By now most of you are LinkedIn with business contacts,” facebooking” with friends, and  twittering to anybody who will listen to you (follow me @howellsrichard).   I recently went to speak at a conference in Australia, and on my flight from Boston to San Francisco remembered that I had friends who I had not seen in over 20 years in the country.  I sent a facebook message to them in my 50 min layover (I don’t recommend a 50 min layover) and by the time I had reached Sydney, had a schedule set up for the complete weekend. Now that is the power of a network at its best.

We are also seeing this phenomenon on the business front as our supply chains are becoming more global and we are collabo ating with partners to design new products, plan across departments and companies, respond to changing market dynamics, produce through contract manufacturers, deliver on the promise of the perfect order, operate and maintain equipment and monitor the network. It is truly a case of “the outcome being greater than the sum of its parts”.

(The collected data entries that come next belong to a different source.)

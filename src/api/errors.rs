use axum::http::{header, HeaderValue, StatusCode};
use axum::response::{IntoResponse, Response};
use axum::Json;
use serde::Serialize;

use crate::services::errors::EngineError;

#[derive(Debug, Serialize)]
struct ErrorResponse {
    status: u16,
    detail: String,
}

#[derive(Debug)]
pub(crate) enum ApiError {
    Unauthorized(&'static str),
    Forbidden(&'static str),
    BadRequest(String),
    NotFound(String),
    Conflict(String),
    TooManyRequests(&'static str),
    ServiceUnavailable(String),
    Internal(String),
}

impl ApiError {
    /// Log the underlying error with context and return an `Internal` variant.
    pub(crate) fn internal(err: impl std::fmt::Display, context: &str) -> Self {
        tracing::error!(error = %err, "{context}");
        Self::Internal(context.to_string())
    }
}

impl From<EngineError> for ApiError {
    fn from(err: EngineError) -> Self {
        match err {
            EngineError::NotFound(what) => Self::NotFound(format!("{what} not found")),
            EngineError::Authorization(message) => Self::Forbidden(message),
            EngineError::Conflict { existing_submission_id } => Self::Conflict(format!(
                "an in-progress attempt already exists: {existing_submission_id}"
            )),
            EngineError::Policy(message) => Self::Conflict(message),
            EngineError::TimeExceeded { elapsed_seconds, limit_seconds } => {
                Self::BadRequest(format!(
                    "time limit exceeded: {elapsed_seconds}s elapsed, limit {limit_seconds}s"
                ))
            }
            EngineError::Validation(message) => Self::BadRequest(message),
            EngineError::ExternalService(message) => Self::ServiceUnavailable(message),
            EngineError::Database(err) => Self::internal(err, "Database operation failed"),
        }
    }
}

impl IntoResponse for ApiError {
    fn into_response(self) -> Response {
        match self {
            ApiError::Unauthorized(message) => {
                let status = StatusCode::UNAUTHORIZED;
                let mut response = (
                    status,
                    Json(ErrorResponse { status: status.as_u16(), detail: message.to_string() }),
                )
                    .into_response();
                response
                    .headers_mut()
                    .insert(header::WWW_AUTHENTICATE, HeaderValue::from_static("Bearer"));
                response
            }
            ApiError::Forbidden(message) => {
                let status = StatusCode::FORBIDDEN;
                (
                    status,
                    Json(ErrorResponse { status: status.as_u16(), detail: message.to_string() }),
                )
                    .into_response()
            }
            ApiError::BadRequest(message) => {
                let status = StatusCode::BAD_REQUEST;
                (status, Json(ErrorResponse { status: status.as_u16(), detail: message }))
                    .into_response()
            }
            ApiError::NotFound(message) => {
                let status = StatusCode::NOT_FOUND;
                (status, Json(ErrorResponse { status: status.as_u16(), detail: message }))
                    .into_response()
            }
            ApiError::Conflict(message) => {
                let status = StatusCode::CONFLICT;
                (status, Json(ErrorResponse { status: status.as_u16(), detail: message }))
                    .into_response()
            }
            ApiError::TooManyRequests(message) => {
                let status = StatusCode::TOO_MANY_REQUESTS;
                (
                    status,
                    Json(ErrorResponse { status: status.as_u16(), detail: message.to_string() }),
                )
                    .into_response()
            }
            ApiError::ServiceUnavailable(message) => {
                tracing::error!(error = %message, "Service unavailable");
                let status = StatusCode::SERVICE_UNAVAILABLE;
                (status, Json(ErrorResponse { status: status.as_u16(), detail: message }))
                    .into_response()
            }
            ApiError::Internal(message) => {
                tracing::error!(error = %message, "Internal server error");
                let status = StatusCode::INTERNAL_SERVER_ERROR;
                (status, Json(ErrorResponse { status: status.as_u16(), detail: message }))
                    .into_response()
            }
        }
    }
}

#[cfg(test)]
mod tests {
    use axum::http::StatusCode;
    use axum::response::IntoResponse;

    use super::ApiError;
    use crate::services::errors::EngineError;

    fn status_of(err: EngineError) -> StatusCode {
        ApiError::from(err).into_response().status()
    }

    #[test]
    fn engine_errors_map_to_expected_statuses() {
        assert_eq!(status_of(EngineError::NotFound("quiz")), StatusCode::NOT_FOUND);
        assert_eq!(status_of(EngineError::Authorization("no")), StatusCode::FORBIDDEN);
        assert_eq!(
            status_of(EngineError::Conflict { existing_submission_id: "s1".to_string() }),
            StatusCode::CONFLICT
        );
        assert_eq!(status_of(EngineError::policy("closed")), StatusCode::CONFLICT);
        assert_eq!(
            status_of(EngineError::TimeExceeded { elapsed_seconds: 10, limit_seconds: 5 }),
            StatusCode::BAD_REQUEST
        );
        assert_eq!(status_of(EngineError::validation("bad")), StatusCode::BAD_REQUEST);
        assert_eq!(
            status_of(EngineError::ExternalService("down".to_string())),
            StatusCode::SERVICE_UNAVAILABLE
        );
    }
}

This has resulted in networks of suppliers who can bid on contracts. Networks of outsourced manufacturers scattered in far fling areas of the world who can deliver products at a lower cost than your own facilities.  Networks of logistics providers who can tender bids on shipments and deliveries at the click of a button. Networks of companies who are shared shipping cutting expenses and carbon when they “compete on the shelf and collaborate on the back of a truck”.  And of course networks of customers who are always on, always connected, and doesn’t make a move without consulting that font of all knowledge…the internet!  Many of the more strategic partners can play multiple roles and belong to multiple networks, so we are seeing a network effect as “networks of networks” evolve. 

Networks are having a significant effect on companies of all shapes and sized. They can help small companies appear to be much bigger and global than they are, and help big companies appear to be more nimble and agile. Many small businesses have found that joining a business network has given them a leg up in competing with larger companies, which in turn drives growth and company expansion. Others are using business networks to implement capabilities that allow buyers to accelerate payments to them in return for a discount. A recent article titled “Small firms spark growth when they plug into business networks”, gave some great example of how, through the use of business  networks, companies can:

  • Receive active leads from a global community of qualified buyers rather than simply tracking them.
  • Manage orders and statuses in real time rather than chasing paper.
  • Accelerate payments for goods and services and optimize cash by making early payments.
  • Gain new community-based intelligence and insights to make better decisions.


This network effect spans across the complete global supply chain and isn’t limited companies. In a recent blog I wrote about the “Internet of Everything”, and how millions of “connected” devices (Cisco predicts there will be 60 billion internet-connected things by 2020 ) are producing data that is regularly collected, analyzed and used to initiate action, and provide business intelligence for planning, logistics, execution and decision-making. This only adds to the pressure to be part of a network (or network of networks) that have access to this wealth of “big data” to help drive your business decisions.

In a networked economy, collaboration is not an option. It’s the key to driving business process transformation, and new levels of business performance.

Are you seeing the network effect taking hold of your business processes?  Are you already collaborating with suppliers, customers, contract manufacturers and logistics service providers? If so, are these processes automated and optimized to manage these relationships most effectively?

Let’s leverage the network effect, and keep this conversation going.